Finding every Portal glyph is a massive pain. You either need to play most of the way through the game’s main story quest or explore around randomly until you find them. Both options can take hours upon hours. And that’s after you spend literal weeks on the Living Ship questline itself. Many of its steps are gated by real time and with no way to speed them up.
I am, personally, at a bit of a crossroads right now. I’ve already completed all the time-gated steps of said quest on what I consider my main save. However, I still have the very tedious process of collecting most of my remaining Portal glyphs ahead of me. I could continue poking through the game for hours, spending Nanite Clusters and hunting for Traveller Graves, or… I could instead make my Polestar save into my new home.

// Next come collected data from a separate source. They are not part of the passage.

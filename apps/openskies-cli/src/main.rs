mod config;
mod script;

use anyhow::{Context, Result};
use clap::{Parser, Subcommand};
use glam::{Mat4, Vec3};
use openskies_camera::{Camera, CameraUniform, FAR_PLANE, NEAR_PLANE};
use openskies_input::FlyController;
use std::path::PathBuf;
use tracing_subscriber::EnvFilter;

use crate::config::AppConfig;

#[derive(Parser)]
#[command(name = "openskies", about = "Free-fly camera driver for the OpenSkies demo")]
struct Cli {
    /// Enable verbose logging
    #[arg(short, long, global = true)]
    verbose: bool,

    #[command(subcommand)]
    command: Commands,
}

#[derive(Subcommand)]
enum Commands {
    /// Print crate versions and projection constants
    Info,
    /// Build a camera from explicit parameters and print its matrices
    View {
        /// Eye position as x,y,z
        #[arg(long, default_value = "0,0,3", value_parser = parse_vec3, allow_hyphen_values = true)]
        position: Vec3,
        /// Viewport width in pixels
        #[arg(long, default_value = "800")]
        width: u32,
        /// Viewport height in pixels
        #[arg(long, default_value = "600")]
        height: u32,
        /// Pitch in degrees
        #[arg(long, default_value = "0", allow_hyphen_values = true)]
        pitch: f32,
        /// Yaw in degrees
        #[arg(long, default_value = "-90", allow_hyphen_values = true)]
        yaw: f32,
        /// Vertical field of view in degrees
        #[arg(long, default_value = "90", allow_hyphen_values = true)]
        fov: f32,
        /// Reject out-of-range pitch/fov instead of clamping
        #[arg(long)]
        strict: bool,
    },
    /// Replay a scripted fly-through and print the final camera
    Fly {
        /// JSON config with initial position, viewport and controller tuning
        #[arg(long)]
        config: Option<PathBuf>,
        /// JSON input script (defaults to a built-in demo)
        #[arg(long)]
        script: Option<PathBuf>,
        /// Fixed simulation rate in frames per second
        #[arg(long, default_value = "60")]
        fps: u32,
    },
}

fn parse_vec3(s: &str) -> Result<Vec3, String> {
    let parts = s
        .split(',')
        .map(|p| p.trim().parse::<f32>())
        .collect::<Result<Vec<_>, _>>()
        .map_err(|e| format!("invalid number in '{s}': {e}"))?;
    match parts.as_slice() {
        [x, y, z] => Ok(Vec3::new(*x, *y, *z)),
        _ => Err(format!("expected x,y,z but got '{s}'")),
    }
}

fn main() -> Result<()> {
    let cli = Cli::parse();

    let filter = if cli.verbose { "debug" } else { "info" };
    tracing_subscriber::fmt()
        .with_env_filter(EnvFilter::new(filter))
        .init();

    match cli.command {
        Commands::Info => {
            println!("openskies v{}", env!("CARGO_PKG_VERSION"));
            println!("camera: {}", openskies_camera::crate_info());
            println!("input: {}", openskies_input::crate_info());
            println!("projection: near={NEAR_PLANE} far={FAR_PLANE}, right-handed, depth 0..1");
            println!(
                "uniform: {} bytes, column-major",
                std::mem::size_of::<CameraUniform>()
            );
        }
        Commands::View {
            position,
            width,
            height,
            pitch,
            yaw,
            fov,
            strict,
        } => {
            if width == 0 || height == 0 {
                anyhow::bail!("viewport must be non-zero, got {width}x{height}");
            }
            let mut camera = Camera::new(position, width as f32 / height as f32);
            camera.set_yaw(yaw);
            if strict {
                camera.try_set_pitch(pitch).context("invalid --pitch")?;
                camera.try_set_field_of_view(fov).context("invalid --fov")?;
            } else {
                camera.set_pitch(pitch);
                camera.set_field_of_view(fov);
            }
            print_camera(&camera);
            print_matrix("view", camera.view_matrix());
            print_matrix("projection", camera.projection_matrix());
            print_matrix("view_projection", camera.view_projection());
        }
        Commands::Fly {
            config: config_path,
            script: script_path,
            fps,
        } => {
            if fps == 0 {
                anyhow::bail!("--fps must be at least 1");
            }
            let app_config = match &config_path {
                Some(path) => AppConfig::load(path)?,
                None => AppConfig::default(),
            };
            let events = match &script_path {
                Some(path) => script::load(path)
                    .with_context(|| format!("failed to load script {}", path.display()))?,
                None => script::parse(script::DEMO_SCRIPT).context("built-in demo script")?,
            };

            let mut camera = app_config.camera();
            let mut controller = FlyController::new(app_config.controller.clone());
            tracing::info!(
                events = events.len(),
                fps,
                position = %camera.position,
                "starting fly-through"
            );

            let summary = script::replay(&events, &mut controller, &mut camera, 1.0 / fps as f32)
                .context("script replay failed")?;
            println!(
                "Replayed {} events over {} frames ({:.2}s){}",
                summary.events,
                summary.frames,
                summary.frames as f32 / fps as f32,
                if summary.quit { ", quit requested" } else { "" }
            );
            println!("Cursor grabbed: {}", controller.cursor_grabbed());
            print_camera(&camera);
            print_matrix("view_projection", camera.view_projection());
        }
    }

    Ok(())
}

fn print_camera(camera: &Camera) {
    let p = camera.position;
    println!("Position: ({:.3}, {:.3}, {:.3})", p.x, p.y, p.z);
    println!(
        "Pitch: {:.3}  Yaw: {:.3}  FOV: {:.3}  Aspect: {:.4}",
        camera.pitch(),
        camera.yaw(),
        camera.field_of_view(),
        camera.aspect_ratio()
    );
    for (name, v) in [
        ("Front", camera.front()),
        ("Up", camera.up()),
        ("Right", camera.right()),
    ] {
        println!("{name}: ({:.4}, {:.4}, {:.4})", v.x, v.y, v.z);
    }
}

/// Print in row order; storage is column-major.
fn print_matrix(name: &str, m: Mat4) {
    println!("{name}:");
    for i in 0..4 {
        let r = m.row(i);
        println!("  [{:>9.4} {:>9.4} {:>9.4} {:>9.4}]", r.x, r.y, r.z, r.w);
    }
}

Newcomers won’t have that issue. Instead, this is a perfect time for players to make their own new “home” and get a jumpstart on some of the game’s most interesting activities! As tedious as unlocking glyphs can be, the Living Ship quest is still unique and a fascinating experience in a game that only fills up with even wilder stuff to explore all the time.
We’re also getting dangerously close to No Man’s Sky patch 4.0 (the latest update being version 3.98). While it’s total speculation, one would assume that the big, numbered update will have something big in store. Patch 2.0 and patch 3.0 before it both overhauled massive chunks of the game — adding new locations, activities, and literally altering the landscape of the game’s many worlds.
Developer Hello Games hasn’t slowed down one bit in the interviewing years, so getting a handle on the very complex game now will presumably position players for whatever happens next.
Y’know… Kinda like the No Man’s Sky NEXT update, the big version 1.5 update that originally reworked the game after its rocky launch.